To do: Determine how many lines of the listing below include the string "super". Output the number and nothing more.

Given records:
-*-*-
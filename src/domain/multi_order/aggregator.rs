use super::value_objects::{MultiOrderStatus, SubOrderStatus};

// ============================================================================
// Status Aggregation Rule
// ============================================================================
//
// Maps the multiset of sub-order statuses to the parent's aggregated status.
// Pure and order-independent: only which statuses appear (and whether all
// entries share one) matters, never their position.
//
// The precedence order below resolves overlapping conditions and is part of
// the compatibility contract. Do not reorder.
//
// ============================================================================

/// Compute the aggregated multi-order status from its sub-order statuses.
///
/// First matching rule wins:
/// 1.  all cancelled                              -> cancelled
/// 2.  all delivered                              -> delivered
/// 3.  any on_the_way                             -> on_the_way
/// 4.  all in {picked_up, on_the_way, delivered}  -> picked_up
/// 5.  any picked_up                              -> picking_up
/// 6.  all ready                                  -> all_ready
/// 7.  any ready                                  -> partially_ready
/// 8.  any preparing                              -> preparing
/// 9.  all in {confirmed, preparing, ready}       -> all_confirmed
/// 10. any confirmed                              -> partially_confirmed
/// 11. otherwise                                  -> pending
///
/// An empty slice falls back to `pending`; creation always populates at
/// least one sub-order so the case is unreachable in practice.
///
/// Note: a mix of `cancelled` and active statuses matches none of the rules
/// above the fallback and yields `pending`. Partial cancellation has no
/// dedicated aggregate status; the rule ordering is kept for compatibility.
pub fn aggregate_status(statuses: &[SubOrderStatus]) -> MultiOrderStatus {
    use SubOrderStatus::*;

    if statuses.is_empty() {
        return MultiOrderStatus::Pending;
    }

    let all = |predicate: fn(SubOrderStatus) -> bool| statuses.iter().all(|s| predicate(*s));
    let any = |status: SubOrderStatus| statuses.contains(&status);

    if all(|s| s == Cancelled) {
        MultiOrderStatus::Cancelled
    } else if all(|s| s == Delivered) {
        MultiOrderStatus::Delivered
    } else if any(OnTheWay) {
        MultiOrderStatus::OnTheWay
    } else if all(|s| matches!(s, PickedUp | OnTheWay | Delivered)) {
        MultiOrderStatus::PickedUp
    } else if any(PickedUp) {
        MultiOrderStatus::PickingUp
    } else if all(|s| s == Ready) {
        MultiOrderStatus::AllReady
    } else if any(Ready) {
        MultiOrderStatus::PartiallyReady
    } else if any(Preparing) {
        MultiOrderStatus::Preparing
    } else if all(|s| matches!(s, Confirmed | Preparing | Ready)) {
        MultiOrderStatus::AllConfirmed
    } else if any(Confirmed) {
        MultiOrderStatus::PartiallyConfirmed
    } else {
        MultiOrderStatus::Pending
    }
}

// ============================================================================
// Unit Tests
// ============================================================================
// ============================================================================
// Orchestration Scenario Tests
// ============================================================================
//
// End-to-end flows over the in-memory adapters: checkout, status
// aggregation, rider assignment, pickup sequencing, delivery settlement and
// cancellation.
//
// ============================================================================

use std::sync::atomic::{AtomicBool, Ordering};
use std::sync::Arc;

use async_trait::async_trait;
use chrono::{Datelike, Duration, Utc};
use uuid::Uuid;

use super::facade::{NewMultiOrder, OrchestrationFacade};
use crate::domain::multi_order::{
    ActorRole, MultiOrderAggregate, MultiOrderStatus, OrchestrationError, OrderItem,
    PaymentStatus, Pricing, RestaurantCart, SubOrderStatus,
};
use crate::ports::{
    MultiOrderStore, NotificationKind, Rider, RiderDirectory, StoreError, SubOrder,
    SubOrderStore, SubOrderUpdate,
};
use crate::store::memory::{
    InMemoryMultiOrderStore, InMemoryRiderDirectory, InMemorySubOrderStore,
    RecordingEventEmitter, RecordingNotificationSink,
};

struct Harness {
    facade: OrchestrationFacade,
    multi_orders: Arc<InMemoryMultiOrderStore>,
    sub_orders: Arc<InMemorySubOrderStore>,
    riders: Arc<InMemoryRiderDirectory>,
    sink: Arc<RecordingNotificationSink>,
    emitter: Arc<RecordingEventEmitter>,
}
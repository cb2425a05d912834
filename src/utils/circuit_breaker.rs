use std::sync::Arc;
use std::time::{Duration, Instant};
use tokio::sync::Mutex;

// ============================================================================
// Circuit Breaker
// ============================================================================
//
// Guards the best-effort notification paths: once a sink fails repeatedly,
// further calls are skipped until the cooldown elapses, instead of paying
// the failure latency on every orchestration operation.
//
// States:
// - Closed: calls pass through
// - Open: calls rejected immediately
// - HalfOpen: probing recovery after the cooldown
//
// ============================================================================

#[derive(Debug, Clone, Copy, PartialEq, Eq)]
pub enum CircuitState {
    Closed,
    Open,
    HalfOpen,
}

#[derive(Clone)]
pub struct CircuitBreakerConfig {
    /// Consecutive failures before the circuit opens.
    pub failure_threshold: u32,
    /// Cooldown before a half-open probe is allowed.
    pub cooldown: Duration,
    /// Successes in half-open needed to close again.
    pub success_threshold: u32,
}

impl Default for CircuitBreakerConfig {
    fn default() -> Self {
        Self {
            failure_threshold: 5,
            cooldown: Duration::from_secs(30),
            success_threshold: 2,
        }
    }
}

struct BreakerState {
    state: CircuitState,
    failure_count: u32,
    success_count: u32,
    last_failure: Option<Instant>,
}

#[derive(Clone)]
pub struct CircuitBreaker {
    state: Arc<Mutex<BreakerState>>,
    config: CircuitBreakerConfig,
}

#[derive(Debug)]
pub enum CircuitBreakerError<E> {
    CircuitOpen,
    OperationFailed(E),
}

impl<E: std::fmt::Display> std::fmt::Display for CircuitBreakerError<E> {
    fn fmt(&self, f: &mut std::fmt::Formatter<'_>) -> std::fmt::Result {
        match self {
            CircuitBreakerError::CircuitOpen => write!(f, "circuit breaker is open"),
            CircuitBreakerError::OperationFailed(e) => write!(f, "operation failed: {e}"),
        }
    }
}

impl CircuitBreaker {
    pub fn new(config: CircuitBreakerConfig) -> Self {
        Self {
            state: Arc::new(Mutex::new(BreakerState {
                state: CircuitState::Closed,
                failure_count: 0,
                success_count: 0,
                last_failure: None,
            })),
            config,
        }
    }

    /// Execute `operation` if the circuit allows it.
    pub async fn call<F, T, E>(&self, operation: F) -> Result<T, CircuitBreakerError<E>>
    where
        F: std::future::Future<Output = Result<T, E>>,
    {
        {
            let mut state = self.state.lock().await;
            if state.state == CircuitState::Open {
                let cooled_down = state
                    .last_failure
                    .is_some_and(|at| at.elapsed() >= self.config.cooldown);
                if cooled_down {
                    tracing::debug!("Circuit breaker half-open, probing");
                    state.state = CircuitState::HalfOpen;
                    state.success_count = 0;
                } else {
                    return Err(CircuitBreakerError::CircuitOpen);
                }
            }
        }

        match operation.await {
            Ok(result) => {
                self.record_success().await;
                Ok(result)
            }
            Err(err) => {
                self.record_failure().await;
                Err(CircuitBreakerError::OperationFailed(err))
            }
        }
    }

    pub async fn state(&self) -> CircuitState {
        self.state.lock().await.state
    }

    async fn record_success(&self) {
        let mut state = self.state.lock().await;
        match state.state {
            CircuitState::HalfOpen => {
                state.success_count += 1;
                if state.success_count >= self.config.success_threshold {
                    tracing::debug!("Circuit breaker closing");
                    state.state = CircuitState::Closed;
                    state.failure_count = 0;
                    state.success_count = 0;
                    state.last_failure = None;
                }
            }
            CircuitState::Closed => state.failure_count = 0,
            CircuitState::Open => {}
        }
    }

    async fn record_failure(&self) {
        let mut state = self.state.lock().await;
        state.failure_count += 1;
        state.last_failure = Some(Instant::now());

        match state.state {
            CircuitState::Closed if state.failure_count >= self.config.failure_threshold => {
                tracing::warn!(failures = state.failure_count, "Circuit breaker opening");
                state.state = CircuitState::Open;
            }
            CircuitState::HalfOpen => {
                tracing::warn!("Failure during half-open probe, reopening circuit");
                state.state = CircuitState::Open;
                state.success_count = 0;
            }
            _ => {}
        }
    }
}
-*-*-
Exercise result: 2